---- Data to examine
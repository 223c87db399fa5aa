//! OpenAI chat-completions client.

use async_trait::async_trait;
use serde::{Deserialize, Serialize};
use std::time::Duration;
use tracing::{debug, error, info};
use url::Url;

use super::{TopicSource, build_prompt, format_for_thermal_print};
use crate::error::{PromptslipError, Result};

pub const DEFAULT_BASE_URL: &str = "https://api.openai.com";
pub const DEFAULT_MODEL: &str = "gpt-4.1-nano";
pub const MAX_TOKENS: u32 = 800;
pub const TEMPERATURE: f32 = 0.7;
pub const REQUEST_TIMEOUT: Duration = Duration::from_secs(30);

#[derive(Debug, Clone)]
pub struct OpenAiConfig {
    pub api_key: Option<String>,
    pub model: String,
    pub base_url: String,
    pub timeout: Duration,
}

impl Default for OpenAiConfig {
    fn default() -> Self {
        Self {
            api_key: None,
            model: DEFAULT_MODEL.to_string(),
            base_url: DEFAULT_BASE_URL.to_string(),
            timeout: REQUEST_TIMEOUT,
        }
    }
}

#[derive(Serialize)]
struct ChatRequest<'a> {
    model: &'a str,
    messages: [ChatMessage<'a>; 1],
    max_tokens: u32,
    temperature: f32,
}

#[derive(Serialize)]
struct ChatMessage<'a> {
    role: &'a str,
    content: &'a str,
}

#[derive(Deserialize)]
struct ChatResponse {
    choices: Vec<Choice>,
}

#[derive(Deserialize)]
struct Choice {
    message: ChoiceMessage,
}

#[derive(Deserialize)]
struct ChoiceMessage {
    content: Option<String>,
}

#[derive(Deserialize)]
struct ApiErrorBody {
    error: ApiErrorDetail,
}

#[derive(Deserialize)]
struct ApiErrorDetail {
    message: String,
}

/// Pull `error.message` out of an API error body, or return it trimmed.
fn api_error_message(body: &str) -> String {
    serde_json::from_str::<ApiErrorBody>(body)
        .map(|parsed| parsed.error.message)
        .unwrap_or_else(|_| body.trim().to_string())
}

/// `{base_url}/v1/chat/completions`, keeping any path prefix on the base.
fn completions_url(base_url: &str) -> Result<Url, url::ParseError> {
    let mut base = Url::parse(base_url)?;
    if !base.path().ends_with('/') {
        let path = format!("{}/", base.path());
        base.set_path(&path);
    }
    base.join("v1/chat/completions")
}

/// Topic source backed by `POST /v1/chat/completions`.
pub struct OpenAiTopicSource {
    client: reqwest::Client,
    endpoint: Url,
    api_key: String,
    model: String,
}

impl OpenAiTopicSource {
    /// Build a client. Fails when no API key is configured.
    pub fn new(config: OpenAiConfig) -> Result<Self> {
        let api_key = config
            .api_key
            .filter(|key| !key.trim().is_empty())
            .ok_or_else(|| {
                PromptslipError::Config(
                    "OPENAI_API_KEY is required for topic generation".to_string(),
                )
            })?;

        let endpoint = completions_url(&config.base_url).map_err(|e| {
                PromptslipError::Config(format!("Invalid API base URL '{}': {}", config.base_url, e))
            })?;

        let client = reqwest::Client::builder()
            .user_agent(concat!("promptslip/", env!("CARGO_PKG_VERSION")))
            .timeout(config.timeout)
            .build()
            .map_err(|e| PromptslipError::Config(format!("HTTP client error: {}", e)))?;

        Ok(Self {
            client,
            endpoint,
            api_key,
            model: config.model,
        })
    }

    async fn complete(&self, prompt: &str) -> Result<String> {
        let request = ChatRequest {
            model: &self.model,
            messages: [ChatMessage {
                role: "user",
                content: prompt,
            }],
            max_tokens: MAX_TOKENS,
            temperature: TEMPERATURE,
        };

        let response = self
            .client
            .post(self.endpoint.clone())
            .bearer_auth(&self.api_key)
            .json(&request)
            .send()
            .await
            .map_err(|e| PromptslipError::TopicSource(e.to_string()))?;

        let status = response.status();
        if !status.is_success() {
            let body = response.text().await.unwrap_or_default();
            return Err(PromptslipError::TopicSource(format!(
                "API returned {}: {}",
                status,
                api_error_message(&body)
            )));
        }

        let parsed: ChatResponse = response
            .json()
            .await
            .map_err(|e| PromptslipError::TopicSource(format!("Invalid API response: {}", e)))?;

        parsed
            .choices
            .into_iter()
            .next()
            .and_then(|choice| choice.message.content)
            .map(|content| content.trim().to_string())
            .filter(|content| !content.is_empty())
            .ok_or_else(|| PromptslipError::TopicSource("API returned no content".to_string()))
    }
}

#[async_trait]
impl TopicSource for OpenAiTopicSource {
    async fn generate_topics(
        &self,
        user_hint: Option<&str>,
        system_prompt: Option<&str>,
    ) -> Result<String> {
        let prompt = build_prompt(user_hint, system_prompt);
        debug!(prompt = %prompt, "Built topic prompt");
        info!(model = %self.model, "Requesting conversation topics");

        match self.complete(&prompt).await {
            Ok(text) => {
                info!("Generated conversation topics");
                Ok(format_for_thermal_print(&text))
            }
            Err(e) => {
                error!(error = %e, "Topic generation failed");
                Err(e)
            }
        }
    }
}
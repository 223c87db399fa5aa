//! # Conversation Topics
//!
//! Text printed under an uploaded image when the user did not supply their
//! own. A [`TopicSource`] turns an optional hint into a list of conversation
//! prompts already formatted for the receipt:
//!
//! ```text
//!
//! CONVERSATION TOPICS
//! ========================================
//! Printed on: March 04, 2026
//!
//! 1. ...
//! 2. ...
//!
//! ========================================
//! ```
//!
//! ## Sources
//!
//! - [`OpenAiTopicSource`]: chat-completions API
//! - [`StaticTopicSource`]: fixed text, used when no API key is configured

pub mod openai;

pub use openai::{OpenAiConfig, OpenAiTopicSource};

use async_trait::async_trait;
use chrono::Local;

use crate::error::Result;
use crate::sanitize::sanitize;

/// Header line of every topics slip.
pub const HEADER: &str = "CONVERSATION TOPICS";

/// Width of the `=` rules around the topics.
pub const RULE_WIDTH: usize = 40;

/// Printed when topic generation fails.
pub const FALLBACK_TOPICS: &str = "\nCONVERSATION TOPICS\n\
========================================\n\
\n\
1. What's something small that made today better than expected?\n\
2. What's a habit of mine you've quietly gotten used to?\n\
3. What's one thing we should do more of this month?\n\
4. What's a memory from this year you'd like to keep?\n\
5. What's something you're looking forward to that you haven't said out loud?\n\
\n\
========================================\n";

/// Prompt sent when the caller gives no override.
pub const BASE_PROMPT: &str = "\
Write 15 numbered conversation prompts for a couple to talk through together. \
Keep the tone warm and a little playful, curious rather than heavy, and \
grounded in ordinary day-to-day life, including the busy stretches that come \
with raising small children. Favor questions about shared values, quiet \
wins, how each person has grown, and the small things that keep a \
relationship close. Each prompt should be easy to start answering and \
reward a real answer.

Output plain ASCII text only: one prompt per line, numbered 1 to 15, with no \
emojis, no unicode symbols and no markdown. The text goes straight to a \
thermal receipt printer.

Examples of the style:
1. What's a decision we made early on that still shapes our days?
2. What's something you've stopped worrying about since we've been together?
3. What's a moment this week when you felt like we were a good team?
4. What's something I do that you'd miss if I stopped?
5. What's a part of our routine you'd keep even if everything else changed?";

/// Generates the text printed under an image.
#[async_trait]
pub trait TopicSource: Send + Sync {
    /// Produce topics ready to print.
    ///
    /// `user_hint` steers the topics; a non-blank `system_prompt` replaces
    /// [`BASE_PROMPT`].
    async fn generate_topics(
        &self,
        user_hint: Option<&str>,
        system_prompt: Option<&str>,
    ) -> Result<String>;
}

/// Assemble the prompt sent to the model.
pub fn build_prompt(user_hint: Option<&str>, system_prompt: Option<&str>) -> String {
    let mut prompt = match system_prompt.map(str::trim) {
        Some(custom) if !custom.is_empty() => custom.to_string(),
        _ => BASE_PROMPT.to_string(),
    };

    if let Some(hint) = user_hint.map(str::trim).filter(|h| !h.is_empty()) {
        prompt.push_str(
            "\n\nIMPORTANT: on top of the instructions above, follow these \
             additional instructions from the user:\n",
        );
        prompt.push_str(hint);
    }

    prompt
}

/// Wrap model output in the topics slip layout.
pub fn format_for_thermal_print(text: &str) -> String {
    format_with_date(text, &Local::now().format("%B %d, %Y").to_string())
}

fn format_with_date(text: &str, date: &str) -> String {
    let body = sanitize(text)
        .lines()
        .map(str::trim)
        .filter(|line| !line.is_empty())
        .collect::<Vec<_>>()
        .join("\n");
    let rule = "=".repeat(RULE_WIDTH);

    format!("\n{HEADER}\n{rule}\nPrinted on: {date}\n\n{body}\n\n{rule}\n")
}

/// Returns the same text for every request.
#[derive(Debug, Clone)]
pub struct StaticTopicSource {
    text: String,
}

impl StaticTopicSource {
    pub fn new(text: impl Into<String>) -> Self {
        Self { text: text.into() }
    }
}

impl Default for StaticTopicSource {
    fn default() -> Self {
        Self::new(FALLBACK_TOPICS)
    }
}

#[async_trait]
impl TopicSource for StaticTopicSource {
    async fn generate_topics(&self, _user_hint: Option<&str>, _system_prompt: Option<&str>) -> Result<String> {
        Ok(self.text.clone())
    }
}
--------
What the exercise asks:
Report the lines above that contain "sent".

Solution to the problem:
/// Prompt sent when the caller gives no override.
/// Assemble the prompt sent to the model.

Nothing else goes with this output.